The team found that by looking for patent overlap between both classification systems, they could repeatedly identify the same set of patents that best represent a technology, within a matter of hours, rather than months.
Once they identified a relevant set of patents, the researchers looked for metrics within patents that they could use to calculate a technology’s rate of improvement. They found that a patent set’s average forward citations within the first three years after publication, and the average date of publication, were the best predictors of technological improvement. Benson says they were also able to weed out less-helpful patent information.

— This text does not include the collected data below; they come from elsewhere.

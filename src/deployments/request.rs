//! # Deployment registration request.
//!
//! [`DeployRequest`] carries everything `Orchestrator::deploy` needs to bind
//! a flow to a schedule and a work pool. The pool is referenced by spec so a
//! first deployment can create it on demand (`create_pool_if_missing`,
//! enabled by default); set the flag to false to require an existing pool.

use crate::flows::Flow;
use crate::pools::PoolSpec;

/// Parameters for registering (or overwriting) one deployment.
#[derive(Clone, Debug)]
pub struct DeployRequest {
    /// Unique deployment name; re-deploying a name overwrites its binding.
    pub name: String,
    /// The flow to execute.
    pub flow: Flow,
    /// Work pool reference and creation parameters.
    pub work_pool: PoolSpec,
    /// Optional cron expression (5- or 6-field).
    pub schedule: Option<String>,
    /// Deployment tags.
    pub tags: Vec<String>,
    /// Create the pool on first reference if it does not exist yet.
    pub create_pool_if_missing: bool,
}

impl DeployRequest {
    /// Creates a request binding `flow` to the given pool, with no schedule.
    pub fn new(name: impl Into<String>, flow: Flow, work_pool: PoolSpec) -> Self {
        Self {
            name: name.into(),
            flow,
            work_pool,
            schedule: None,
            tags: Vec::new(),
            create_pool_if_missing: true,
        }
    }

    /// Sets the cron schedule expression.
    pub fn with_schedule(mut self, cron: impl Into<String>) -> Self {
        self.schedule = Some(cron.into());
        self
    }

    /// Adds one tag.
    pub fn with_tag(mut self, tag: impl Into<String>) -> Self {
        self.tags.push(tag.into());
        self
    }

    /// Requires the pool to exist already (no on-demand creation).
    pub fn require_existing_pool(mut self) -> Self {
        self.create_pool_if_missing = false;
        self
    }
}
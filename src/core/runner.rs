//! # Run a single attempt of one task.
//!
//! Executes one attempt of a flow step with an optional timeout and
//! publishes the attempt's lifecycle events to the [`Bus`].
//!
//! ## Event flow
//! ```text
//! Success:
//!   task.run() → Ok(()) → publish TaskStopped
//!
//! Cancellation:
//!   task.run() → Err(Canceled) → publish TaskStopped (graceful exit)
//!
//! Failure:
//!   task.run() → Err(Fail/Fatal) → publish TaskFailed
//!
//! Timeout:
//!   timeout exceeded → cancel child → publish TaskTimedOut
//!                                   → publish TaskFailed (timeout)
//! ```
//!
//! ## Rules
//! - Always publishes **exactly one** terminal event: `TaskStopped` or
//!   `TaskFailed`.
//! - `Canceled` is treated as a graceful exit → `TaskStopped`.
//! - `TaskTimedOut` is published **in addition to** `TaskFailed` on timeout.
//! - Each attempt derives a **child token**, so a timeout cancels only this
//!   attempt, never the whole run.

use tokio::time;
use tokio_util::sync::CancellationToken;

use crate::error::TaskError;
use crate::events::{Bus, Event, EventKind};
use crate::runs::RunId;
use crate::tasks::TaskSpec;

/// Executes a single attempt of `spec`'s task, publishing lifecycle events.
pub(crate) async fn run_task_once(
    spec: &TaskSpec,
    parent: &CancellationToken,
    attempt: u32,
    run: RunId,
    bus: &Bus,
) -> Result<(), TaskError> {
    let child = parent.child_token();
    let name = spec.name().to_string();

    let res = match spec.timeout() {
        Some(dur) if dur > std::time::Duration::ZERO => {
            match time::timeout(dur, spec.task().run(child.clone())).await {
                Ok(r) => r,
                Err(_elapsed) => {
                    child.cancel();
                    bus.publish(
                        Event::now(EventKind::TaskTimedOut)
                            .with_run(run)
                            .with_task(name.as_str())
                            .with_attempt(attempt)
                            .with_timeout(dur),
                    );
                    Err(TaskError::Timeout { timeout: dur })
                }
            }
        }
        _ => spec.task().run(child.clone()).await,
    };

    match res {
        Ok(()) => {
            publish_stopped(bus, run, &name, attempt);
            Ok(())
        }
        Err(TaskError::Canceled) => {
            publish_stopped(bus, run, &name, attempt);
            Err(TaskError::Canceled)
        }
        Err(e) => {
            bus.publish(
                Event::now(EventKind::TaskFailed)
                    .with_run(run)
                    .with_task(name.as_str())
                    .with_attempt(attempt)
                    .with_reason(e.to_string()),
            );
            Err(e)
        }
    }
}

/// Publishes `TaskStopped` (success or graceful cancellation).
fn publish_stopped(bus: &Bus, run: RunId, name: &str, attempt: u32) {
    bus.publish(
        Event::now(EventKind::TaskStopped)
            .with_run(run)
            .with_task(name)
            .with_attempt(attempt),
    );
}

#[cfg(test)]
mod tests {
    use super::*;
    use crate::tasks::TaskFn;
    use std::time::Duration;

    #[tokio::test]
    async fn test_success_publishes_stopped() {
        let bus = Bus::new(16);
        let mut rx = bus.subscribe();
        let spec = TaskSpec::new(TaskFn::arc("ok", |_ctx: CancellationToken| async {
            Ok::<(), TaskError>(())
        }));

        let res = run_task_once(
            &spec,
            &CancellationToken::new(),
            1,
            RunId::from_raw(1),
            &bus,
        )
        .await;
        assert!(res.is_ok());

        let ev = rx.recv().await.unwrap();
        assert_eq!(ev.kind, EventKind::TaskStopped);
        assert_eq!(ev.task.as_deref(), Some("ok"));
    }

    #[tokio::test]
    async fn test_timeout_cancels_attempt_and_fails() {
        let bus = Bus::new(16);
        let mut rx = bus.subscribe();
        let spec = TaskSpec::new(TaskFn::arc("slow", |ctx: CancellationToken| async move {
            // Honors cancellation; without it the attempt would linger.
            ctx.cancelled().await;
            Err::<(), _>(TaskError::Canceled)
        }))
        .with_timeout(Some(Duration::from_millis(20)));

        let res = run_task_once(
            &spec,
            &CancellationToken::new(),
            1,
            RunId::from_raw(2),
            &bus,
        )
        .await;
        assert!(matches!(res, Err(TaskError::Timeout { .. })));

        let first = rx.recv().await.unwrap();
        assert_eq!(first.kind, EventKind::TaskTimedOut);
        let second = rx.recv().await.unwrap();
        assert_eq!(second.kind, EventKind::TaskFailed);
    }

    #[tokio::test]
    async fn test_failure_publishes_failed_with_reason() {
        let bus = Bus::new(16);
        let mut rx = bus.subscribe();
        let spec = TaskSpec::new(TaskFn::arc("broken", |_ctx: CancellationToken| async {
            Err::<(), _>(TaskError::Fail { error: "boom".into() })
        }));

        let res = run_task_once(
            &spec,
            &CancellationToken::new(),
            3,
            RunId::from_raw(3),
            &bus,
        )
        .await;
        assert!(res.is_err());

        let ev = rx.recv().await.unwrap();
        assert_eq!(ev.kind, EventKind::TaskFailed);
        assert_eq!(ev.attempt, Some(3));
        assert!(ev.reason.as_deref().unwrap().contains("boom"));
    }
}
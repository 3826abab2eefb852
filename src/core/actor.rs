//! # RunActor: single-run supervisor.
//!
//! Drives one [`FlowRun`](crate::runs::RunView) from PENDING to a terminal
//! state:
//! - acquires one unit of pool capacity (cancellable wait),
//! - executes the flow's steps **strictly in declared order**,
//! - re-invokes a failing task per its [`RetryPolicy`](crate::RetryPolicy),
//! - refreshes the run heartbeat while RUNNING,
//! - publishes lifecycle events to the bus.
//!
//! ## Flow
//! ```text
//! RunActor::run()
//!   ├─► acquire pool permit (select: permit / cancellation)
//!   ├─► mark RUNNING, publish RunStarting, start beat guard
//!   ├─► for each step, in order:
//!   │     loop {
//!   │       attempt += 1
//!   │       publish TaskStarting
//!   │       run_task_once()
//!   │         ├─ Ok        → next step
//!   │         ├─ Canceled  → run FAILED ("run cancelled"), skip the rest
//!   │         ├─ retryable && attempt <= retries
//!   │         │            → publish RetryScheduled, sleep backoff, retry
//!   │         └─ otherwise → run FAILED, skip the rest
//!   │     }
//!   └─► all steps done → run COMPLETED
//! ```
//!
//! ## Rules
//! - A step never starts before the previous one finished.
//! - Attempts of one step run sequentially; the counter is 1-based and
//!   never resets within a step.
//! - Cancellation is checked at safe points (permit wait, step boundary,
//!   backoff sleep); a task already in progress is never interrupted.
//! - The pool permit is held until the terminal mark, so capacity releases
//!   on completion, failure, and cancellation alike.

use std::sync::Arc;
use std::time::Duration;

use tokio::{select, time};
use tokio_util::sync::CancellationToken;

use crate::core::runner::run_task_once;
use crate::error::TaskError;
use crate::events::{Bus, Event, EventKind};
use crate::runs::{RunContext, RunId, RunStore};
use crate::tasks::TaskSpec;

/// What the step loop decided about the whole run.
enum RunOutcome {
    Completed,
    Cancelled,
    Failed(String),
}

/// Keeps the run's heartbeat fresh; stops beating when dropped.
///
/// Dropping on panic unwind is what lets the heartbeat monitor notice a
/// dead executor.
struct BeatGuard {
    token: CancellationToken,
}

impl BeatGuard {
    fn spawn(store: Arc<RunStore>, id: RunId, every: Duration) -> Self {
        let token = CancellationToken::new();
        let t = token.clone();
        let every = every.max(Duration::from_millis(10));
        tokio::spawn(async move {
            let mut ticker = time::interval(every);
            ticker.set_missed_tick_behavior(time::MissedTickBehavior::Skip);
            loop {
                select! {
                    _ = t.cancelled() => break,
                    _ = ticker.tick() => store.beat(id).await,
                }
            }
        });
        Self { token }
    }
}

impl Drop for BeatGuard {
    fn drop(&mut self) {
        self.token.cancel();
    }
}

/// Supervises execution of a single flow run.
pub(crate) struct RunActor {
    pub(crate) ctx: RunContext,
    pub(crate) store: Arc<RunStore>,
    pub(crate) bus: Bus,
    pub(crate) heartbeat_interval: Duration,
}

impl RunActor {
    /// Runs the actor until the run reaches a terminal state.
    pub(crate) async fn run(self) {
        let id = self.ctx.id;

        let _permit = select! {
            res = self.ctx.pool.acquire() => match res {
                Ok(permit) => permit,
                Err(_closed) => {
                    self.finish_failed(id, "work pool closed").await;
                    return;
                }
            },
            _ = self.ctx.cancel.cancelled() => {
                self.finish_failed(id, "run cancelled").await;
                return;
            }
        };

        // Lost a race with the heartbeat monitor or an explicit terminal
        // mark; nothing to execute.
        if !self.store.mark_running(id).await {
            return;
        }
        self.bus.publish(
            Event::now(EventKind::RunStarting)
                .with_deployment(Arc::clone(&self.ctx.deployment))
                .with_run(id),
        );

        let beat = BeatGuard::spawn(Arc::clone(&self.store), id, self.heartbeat_interval);
        let outcome = self.execute_steps(id).await;
        drop(beat);

        match outcome {
            RunOutcome::Completed => {
                self.store.mark_completed(id).await;
                self.bus.publish(
                    Event::now(EventKind::RunCompleted)
                        .with_deployment(Arc::clone(&self.ctx.deployment))
                        .with_run(id),
                );
            }
            RunOutcome::Cancelled => self.finish_failed(id, "run cancelled").await,
            RunOutcome::Failed(reason) => self.finish_failed(id, &reason).await,
        }
    }

    /// Executes the flow's steps in order, honoring per-task retry budgets.
    async fn execute_steps(&self, id: RunId) -> RunOutcome {
        for spec in self.ctx.flow.steps() {
            if self.ctx.cancel.is_cancelled() {
                return RunOutcome::Cancelled;
            }
            match self.run_step(spec, id).await {
                Ok(()) => {}
                Err(outcome) => return outcome,
            }
        }
        RunOutcome::Completed
    }

    /// Runs one step to success or a run-terminating failure.
    async fn run_step(&self, spec: &TaskSpec, id: RunId) -> Result<(), RunOutcome> {
        let retry = spec.retry();
        let mut attempt: u32 = 0;

        loop {
            attempt += 1;
            self.bus.publish(
                Event::now(EventKind::TaskStarting)
                    .with_run(id)
                    .with_task(spec.name())
                    .with_attempt(attempt),
            );

            match run_task_once(spec, &self.ctx.cancel, attempt, id, &self.bus).await {
                Ok(()) => return Ok(()),
                Err(TaskError::Canceled) => return Err(RunOutcome::Cancelled),
                Err(e) if e.is_retryable() && attempt <= retry.retries => {
                    let delay = retry.backoff.next(attempt - 1);
                    self.bus.publish(
                        Event::now(EventKind::RetryScheduled)
                            .with_run(id)
                            .with_task(spec.name())
                            .with_attempt(attempt)
                            .with_delay(delay)
                            .with_reason(e.to_string()),
                    );

                    let sleep = time::sleep(delay);
                    tokio::pin!(sleep);
                    select! {
                        _ = &mut sleep => {}
                        _ = self.ctx.cancel.cancelled() => return Err(RunOutcome::Cancelled),
                    }
                }
                Err(e) => {
                    return Err(RunOutcome::Failed(format!(
                        "task {:?} failed after {attempt} attempt(s): {e}",
                        spec.name()
                    )))
                }
            }
        }
    }

    async fn finish_failed(&self, id: RunId, reason: &str) {
        if self.store.mark_failed(id, reason).await {
            self.bus.publish(
                Event::now(EventKind::RunFailed)
                    .with_deployment(Arc::clone(&self.ctx.deployment))
                    .with_run(id)
                    .with_reason(reason),
            );
        }
    }
}
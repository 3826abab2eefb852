//! # Function-backed task (`TaskFn`)
//!
//! [`TaskFn`] wraps a closure `F: Fn(CancellationToken) -> Fut`, producing a
//! fresh future per attempt. This avoids shared mutable state between
//! attempts and requires no locking.
//!
//! ## Concurrency semantics
//! - Each attempt calls the closure again and owns its own state.
//! - No hidden mutation between retries; if shared state is needed, move an
//!   `Arc<...>` into the closure explicitly.
//!
//! ## Example
//! ```rust
//! use tokio_util::sync::CancellationToken;
//! use flowvisor::{TaskFn, TaskRef, TaskError};
//!
//! let t: TaskRef = TaskFn::arc("greet", |ctx: CancellationToken| async move {
//!     if ctx.is_cancelled() {
//!         return Err(TaskError::Canceled);
//!     }
//!     println!("Hello from flowvisor!");
//!     Ok(())
//! });
//!
//! assert_eq!(t.name(), "greet");
//! ```

use std::borrow::Cow;
use std::future::Future;
use std::sync::Arc;

use async_trait::async_trait;
use tokio_util::sync::CancellationToken;

use crate::error::TaskError;
use crate::tasks::task::Task;

/// Function-backed task implementation.
///
/// Wraps a closure that *creates* a new future per attempt.
pub struct TaskFn<F> {
    name: Cow<'static, str>,
    f: F,
}

impl<F> TaskFn<F> {
    /// Creates a new function-backed task.
    ///
    /// Prefer [`TaskFn::arc`] when you immediately need a [`TaskRef`].
    pub fn new(name: impl Into<Cow<'static, str>>, f: F) -> Self {
        Self { name: name.into(), f }
    }

    /// Creates the task and returns it as a shared handle (`Arc<Self>`).
    pub fn arc(name: impl Into<Cow<'static, str>>, f: F) -> Arc<Self> {
        Arc::new(Self::new(name, f))
    }
}

#[async_trait]
impl<F, Fut> Task for TaskFn<F>
where
    F: Fn(CancellationToken) -> Fut + Send + Sync + 'static, // Fn, not FnMut
    Fut: Future<Output = Result<(), TaskError>> + Send + 'static,
{
    fn name(&self) -> &str {
        &self.name
    }

    async fn run(&self, ctx: CancellationToken) -> Result<(), TaskError> {
        (self.f)(ctx).await
    }
}
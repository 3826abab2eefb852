//! # Orchestrator builder.
//!
//! Wires the runtime together: bus, subscriber fan-out, pool manager,
//! deployment and run stores, and the three background loops (scheduler,
//! executor, heartbeat monitor). `build()` spawns the loops immediately, so
//! it must run inside a tokio runtime; teardown is explicit via
//! [`Orchestrator::shutdown`].

use std::sync::{Arc, Mutex};

use tokio::sync::{broadcast::error::RecvError, mpsc};
use tokio_util::sync::CancellationToken;

use crate::config::Config;
use crate::core::{HeartbeatMonitor, Orchestrator, RunExecutor, SchedulerLoop};
use crate::deployments::DeploymentStore;
use crate::events::Bus;
use crate::pools::WorkPoolManager;
use crate::runs::RunStore;
use crate::subscribers::{Subscribe, SubscriberSet};

/// Builder for constructing an [`Orchestrator`].
pub struct OrchestratorBuilder {
    cfg: Config,
    subscribers: Vec<Arc<dyn Subscribe>>,
}

impl OrchestratorBuilder {
    /// Creates a new builder with the given configuration.
    pub(crate) fn new(cfg: Config) -> Self {
        Self {
            cfg,
            subscribers: Vec::new(),
        }
    }

    /// Adds one event subscriber.
    pub fn with_subscriber(mut self, subscriber: Arc<dyn Subscribe>) -> Self {
        self.subscribers.push(subscriber);
        self
    }

    /// Sets the full subscriber list.
    pub fn with_subscribers(mut self, subscribers: Vec<Arc<dyn Subscribe>>) -> Self {
        self.subscribers = subscribers;
        self
    }

    /// Builds the orchestrator and starts its background loops.
    pub fn build(self) -> Arc<Orchestrator> {
        let cfg = self.cfg;
        let bus = Bus::new(cfg.bus_capacity_clamped());
        let subs = Arc::new(SubscriberSet::new(self.subscribers, bus.clone()));
        let runtime_token = CancellationToken::new();

        let pools = Arc::new(WorkPoolManager::new(bus.clone(), cfg.default_pool_capacity));
        let deployments = Arc::new(DeploymentStore::new());
        let runs = Arc::new(RunStore::new(runtime_token.clone()));
        let (run_tx, run_rx) = mpsc::channel(cfg.run_queue_capacity_clamped());

        spawn_subscriber_listener(&bus, &subs);

        let scheduler = SchedulerLoop {
            deployments: Arc::clone(&deployments),
            runs: Arc::clone(&runs),
            bus: bus.clone(),
            run_tx: run_tx.clone(),
        }
        .spawn(runtime_token.clone());

        let executor = RunExecutor {
            store: Arc::clone(&runs),
            bus: bus.clone(),
            heartbeat_interval: cfg.heartbeat_interval,
        }
        .spawn(run_rx, runtime_token.clone());

        let monitor = HeartbeatMonitor {
            store: Arc::clone(&runs),
            bus: bus.clone(),
            interval: cfg.heartbeat_interval,
            timeout: cfg.heartbeat_timeout,
        }
        .spawn(runtime_token.clone());

        Arc::new(Orchestrator {
            cfg,
            bus,
            subs,
            pools,
            deployments,
            runs,
            run_tx,
            runtime_token,
            loops: Mutex::new(vec![scheduler, executor, monitor]),
        })
    }
}

/// Forwards bus events to the subscriber set.
///
/// Holds the set weakly so the listener cannot keep the runtime alive on
/// its own: once the orchestrator handle drops, the next wakeup (or bus
/// closure) ends the task. Shutdown-phase events still flow because the
/// handle outlives `shutdown()`. Lagging skips the oldest events rather
/// than exiting.
fn spawn_subscriber_listener(bus: &Bus, subs: &Arc<SubscriberSet>) {
    let mut rx = bus.subscribe();
    let subs = Arc::downgrade(subs);
    tokio::spawn(async move {
        loop {
            match rx.recv().await {
                Ok(ev) => match subs.upgrade() {
                    Some(set) => set.emit(&ev),
                    None => break,
                },
                Err(RecvError::Lagged(_)) => continue,
                Err(RecvError::Closed) => break,
            }
        }
    });
}
//! # Flow graph builder.
//!
//! [`FlowBuilder`] composes task specifications into an immutable [`Flow`].
//! Call order is preserved as execution order; duplicate task names within
//! one flow are rejected at append time, so a finished builder always yields
//! a valid flow.
//!
//! Steps can be appended directly ([`FlowBuilder::step`]) or pulled from a
//! [`TaskRegistry`](crate::TaskRegistry) by name
//! ([`FlowBuilder::steps_from`]).
//!
//! ## Example
//! ```rust
//! use tokio_util::sync::CancellationToken;
//! use flowvisor::{FlowBuilder, OrchestratorError, TaskFn, TaskSpec};
//!
//! # fn main() -> Result<(), OrchestratorError> {
//! # use flowvisor::TaskError;
//! let flow = FlowBuilder::new("hello-world")
//!     .step(TaskSpec::new(TaskFn::arc("greet", |_: CancellationToken| async {
//!         Ok::<(), TaskError>(())
//!     })))?
//!     .step(TaskSpec::new(TaskFn::arc("goodbye", |_: CancellationToken| async {
//!         Ok::<(), TaskError>(())
//!     })))?
//!     .build()?;
//!
//! assert_eq!(flow.name(), "hello-world");
//! assert_eq!(flow.steps().len(), 2);
//! # Ok(())
//! # }
//! ```

use std::collections::HashSet;
use std::sync::Arc;

use crate::error::OrchestratorError;
use crate::flows::Flow;
use crate::tasks::{TaskRegistry, TaskSpec};

/// Validating builder for [`Flow`]s.
#[derive(Debug)]
pub struct FlowBuilder {
    name: Arc<str>,
    steps: Vec<TaskSpec>,
    seen: HashSet<String>,
}

impl FlowBuilder {
    /// Creates a builder for a flow with the given name.
    pub fn new(name: impl Into<Arc<str>>) -> Self {
        Self {
            name: name.into(),
            steps: Vec::new(),
            seen: HashSet::new(),
        }
    }

    /// Appends one step; it will execute after all previously appended steps.
    ///
    /// Fails with [`OrchestratorError::DuplicateName`] if a step with the
    /// same task name is already present in this flow.
    pub fn step(mut self, spec: TaskSpec) -> Result<Self, OrchestratorError> {
        if !self.seen.insert(spec.name().to_string()) {
            return Err(OrchestratorError::DuplicateName {
                scope: self.name.to_string(),
                name: spec.name().to_string(),
            });
        }
        self.steps.push(spec);
        Ok(self)
    }

    /// Appends steps looked up from a registry, in the order given.
    ///
    /// Fails with [`OrchestratorError::TaskNotFound`] for an unregistered
    /// name, or [`OrchestratorError::DuplicateName`] for a repeat.
    pub fn steps_from<'a, I>(
        mut self,
        registry: &TaskRegistry,
        names: I,
    ) -> Result<Self, OrchestratorError>
    where
        I: IntoIterator<Item = &'a str>,
    {
        for name in names {
            let spec = registry.lookup(name)?;
            self = self.step(spec)?;
        }
        Ok(self)
    }

    /// Finishes construction and returns the immutable flow.
    pub fn build(self) -> Result<Flow, OrchestratorError> {
        Ok(Flow::from_parts(self.name, self.steps))
    }
}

“If a technology has more patents in general, it should be moving faster, but that turns out not to be the case,” Benson says. “3-D printing only has 300 to 500 patents, and that’s improving at the same rate as semiconductors, which have about 150,000 patents. So there’s almost zero correlation.”
The team devised a simple equation incorporating forward citation and publication date, and used the method to predict improvement rates for 28 technologies. The researchers then compared the rates with those they previously obtained using their more time-intensive, historical data-based approach, and found the results from both methods matched closely.
They then used their more efficient approach to predict the improvement rates of 11 emerging technologies in the next 10 years. Among these, the fastest-growing domains appear to be online learning and digital representation, while slower technologies include food engineering and nuclear fusion.
Doyne Farmer, a professor of mathematics at Oxford University, says that the notion that technological progress is predictable “is both intellectually fascinating and quite powerful in its practical implications.”
“[The group’s] methods should be useful to any organization that is considering investments in technology, in particular government funding agencies such as the [U.S. Department of Energy] that fund engineering applications; venture-capital firms; or firms that are actually in the technology business,” says Farmer, who was not involved in the research. “Making the right bets on technological progress is essential for solving problems such as climate change. Thus, we should all benefit from this work.”
Magee hopes the method may be used much like a rating system, similar to Standard & Poor’s and other stock-market indices. Such ratings could be useful for investors looking for the next big breakthrough, as well as scientific labs that are contemplating new research directions. Magee says knowing how various technologies may improve in the next decade could give innovators an idea of when “feeder technologies” may mature, and enable more pie-in-the-sky ideas, like mass-produced hoverboards and flying cars.
“We can help reduce the uncertainty of the capabilities of a technology in the future, not to zero, but to a more manageable number,” Benson says. “I believe that’s valuable in a lot of different ways.”
This research was funded in part by the SUTD/MIT International Design Center in Singapore.